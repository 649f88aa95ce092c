use std::ops::RangeInclusive;
use std::path::PathBuf;
use std::time::Duration;

use serde::Deserialize;
use thiserror::Error;

use crate::model::Platform;

const CONFIG_FILE: &str = "harvest";
const ENV_PREFIX: &str = "HARVEST";

#[derive(Debug, Error)]
pub enum ConfigError {
    #[error("unknown platform: {0}")]
    UnknownPlatform(String),

    #[error("no seed URL for platform {0}; pass --seed")]
    MissingSeed(Platform),

    #[error("invalid setting {key}: {reason}")]
    Invalid { key: &'static str, reason: String },

    #[error("failed to load settings: {0}")]
    Load(#[from] config::ConfigError),
}

#[derive(Debug, Clone, Copy, PartialEq, Eq, Deserialize)]
pub struct DelayRange {
    pub min_ms: u64,
    pub max_ms: u64,
}

/// Runtime knobs for a harvest batch.
#[derive(Debug, Clone, Deserialize)]
pub struct Settings {
    pub max_concurrency: usize,
    pub rate_per_minute: u32,
    pub max_retries: u32,
    pub challenge_timeout_iterations: u32,
    pub politeness_delay_range: DelayRange,
    pub page_ceiling: u32,
    pub snapshot_every: u64,
    pub op_timeout_secs: u64,
    pub settle_delay_ms: u64,
    pub challenge_poll_ms: u64,
    pub base_backoff_ms: u64,
    pub db_path: PathBuf,
    pub snapshot_path: PathBuf,
    pub store_raw_pages: bool,
    pub user_agent: String,
}

impl Default for Settings {
    fn default() -> Self {
        Settings {
            max_concurrency: 2,
            rate_per_minute: 5,
            max_retries: 3,
            challenge_timeout_iterations: 20,
            politeness_delay_range: DelayRange {
                min_ms: 1000,
                max_ms: 2000,
            },
            page_ceiling: 100,
            snapshot_every: 50,
            op_timeout_secs: 30,
            settle_delay_ms: 2000,
            challenge_poll_ms: 1000,
            base_backoff_ms: 2000,
            db_path: PathBuf::from("data/harvest.sqlite"),
            snapshot_path: PathBuf::from("data/checkpoint.json"),
            store_raw_pages: true,
            user_agent: "Mozilla/5.0 (Macintosh; Intel Mac OS X 10_15_7) AppleWebKit/537.36".into(),
        }
    }
}

impl Settings {
    /// Defaults, then `harvest.toml` if present, then `HARVEST_*` env vars.
    pub fn load() -> Result<Self, ConfigError> {
        let defaults = Settings::default();
        let settings: Settings = config::Config::builder()
            .set_default("max_concurrency", defaults.max_concurrency as u64)?
            .set_default("rate_per_minute", defaults.rate_per_minute as u64)?
            .set_default("max_retries", defaults.max_retries as u64)?
            .set_default(
                "challenge_timeout_iterations",
                defaults.challenge_timeout_iterations as u64,
            )?
            .set_default(
                "politeness_delay_range.min_ms",
                defaults.politeness_delay_range.min_ms,
            )?
            .set_default(
                "politeness_delay_range.max_ms",
                defaults.politeness_delay_range.max_ms,
            )?
            .set_default("page_ceiling", defaults.page_ceiling as u64)?
            .set_default("snapshot_every", defaults.snapshot_every)?
            .set_default("op_timeout_secs", defaults.op_timeout_secs)?
            .set_default("settle_delay_ms", defaults.settle_delay_ms)?
            .set_default("challenge_poll_ms", defaults.challenge_poll_ms)?
            .set_default("base_backoff_ms", defaults.base_backoff_ms)?
            .set_default("db_path", defaults.db_path.to_string_lossy().to_string())?
            .set_default(
                "snapshot_path",
                defaults.snapshot_path.to_string_lossy().to_string(),
            )?
            .set_default("store_raw_pages", defaults.store_raw_pages)?
            .set_default("user_agent", defaults.user_agent)?
            .add_source(config::File::with_name(CONFIG_FILE).required(false))
            .add_source(
                config::Environment::with_prefix(ENV_PREFIX)
                    .prefix_separator("_")
                    .separator("__")
                    .try_parsing(true),
            )
            .build()?
            .try_deserialize()?;
        settings.validate()?;
        Ok(settings)
    }

    pub fn validate(&self) -> Result<(), ConfigError> {
        let positive = [
            ("max_concurrency", self.max_concurrency as u64),
            ("rate_per_minute", self.rate_per_minute as u64),
            ("challenge_timeout_iterations", self.challenge_timeout_iterations as u64),
            ("page_ceiling", self.page_ceiling as u64),
            ("snapshot_every", self.snapshot_every),
            ("op_timeout_secs", self.op_timeout_secs),
        ];
        for (key, value) in positive {
            if value == 0 {
                return Err(ConfigError::Invalid {
                    key,
                    reason: "must be greater than zero".into(),
                });
            }
        }
        let delay = self.politeness_delay_range;
        if delay.min_ms > delay.max_ms {
            return Err(ConfigError::Invalid {
                key: "politeness_delay_range",
                reason: format!("min {} exceeds max {}", delay.min_ms, delay.max_ms),
            });
        }
        if self.db_path.as_os_str().is_empty() {
            return Err(ConfigError::Invalid {
                key: "db_path",
                reason: "must not be empty".into(),
            });
        }
        Ok(())
    }

    pub fn politeness_delay(&self) -> RangeInclusive<Duration> {
        let d = self.politeness_delay_range;
        Duration::from_millis(d.min_ms)..=Duration::from_millis(d.max_ms)
    }

    pub fn op_timeout(&self) -> Duration {
        Duration::from_secs(self.op_timeout_secs)
    }

    /// Resolve the entry URL for a platform, preferring an explicit seed.
    pub fn seed_for(platform: Platform, seed: Option<&str>) -> Result<String, ConfigError> {
        seed.map(str::to_string)
            .or_else(|| platform.default_seed().map(str::to_string))
            .ok_or(ConfigError::MissingSeed(platform))
    }
}

#[cfg(test)]
mod tests {
    use super::*;

    #[test]
    fn defaults_are_valid() {
        let s = Settings::default();
        assert!(s.validate().is_ok());
        assert_eq!(s.rate_per_minute, 5);
        assert_eq!(s.snapshot_every, 50);
        assert_eq!(s.page_ceiling, 100);
    }

    #[test]
    fn rejects_zero_concurrency_and_inverted_delay() {
        let mut s = Settings::default();
        s.max_concurrency = 0;
        assert!(matches!(
            s.validate(),
            Err(ConfigError::Invalid { key: "max_concurrency", .. })
        ));

        let mut s = Settings::default();
        s.politeness_delay_range = DelayRange { min_ms: 5, max_ms: 1 };
        assert!(matches!(
            s.validate(),
            Err(ConfigError::Invalid { key: "politeness_delay_range", .. })
        ));
    }

    #[test]
    fn seed_resolution() {
        assert_eq!(
            Settings::seed_for(Platform::QPublic, None).unwrap(),
            "https://qpublic.schneidercorp.com"
        );
        assert_eq!(
            Settings::seed_for(Platform::Tyler, Some("https://hcad.org")).unwrap(),
            "https://hcad.org"
        );
        assert!(matches!(
            Settings::seed_for(Platform::Tyler, None),
            Err(ConfigError::MissingSeed(Platform::Tyler))
        ));
    }
}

--------------------------------------------------

TASK PROMPT:
Copy out each line of the data containing the string "PathBuf".

RESULT OF THE EXERCISE:
use std::path::PathBuf;
    pub db_path: PathBuf,
    pub snapshot_path: PathBuf,
            db_path: PathBuf::from("data/harvest.sqlite"),
            snapshot_path: PathBuf::from("data/checkpoint.json"),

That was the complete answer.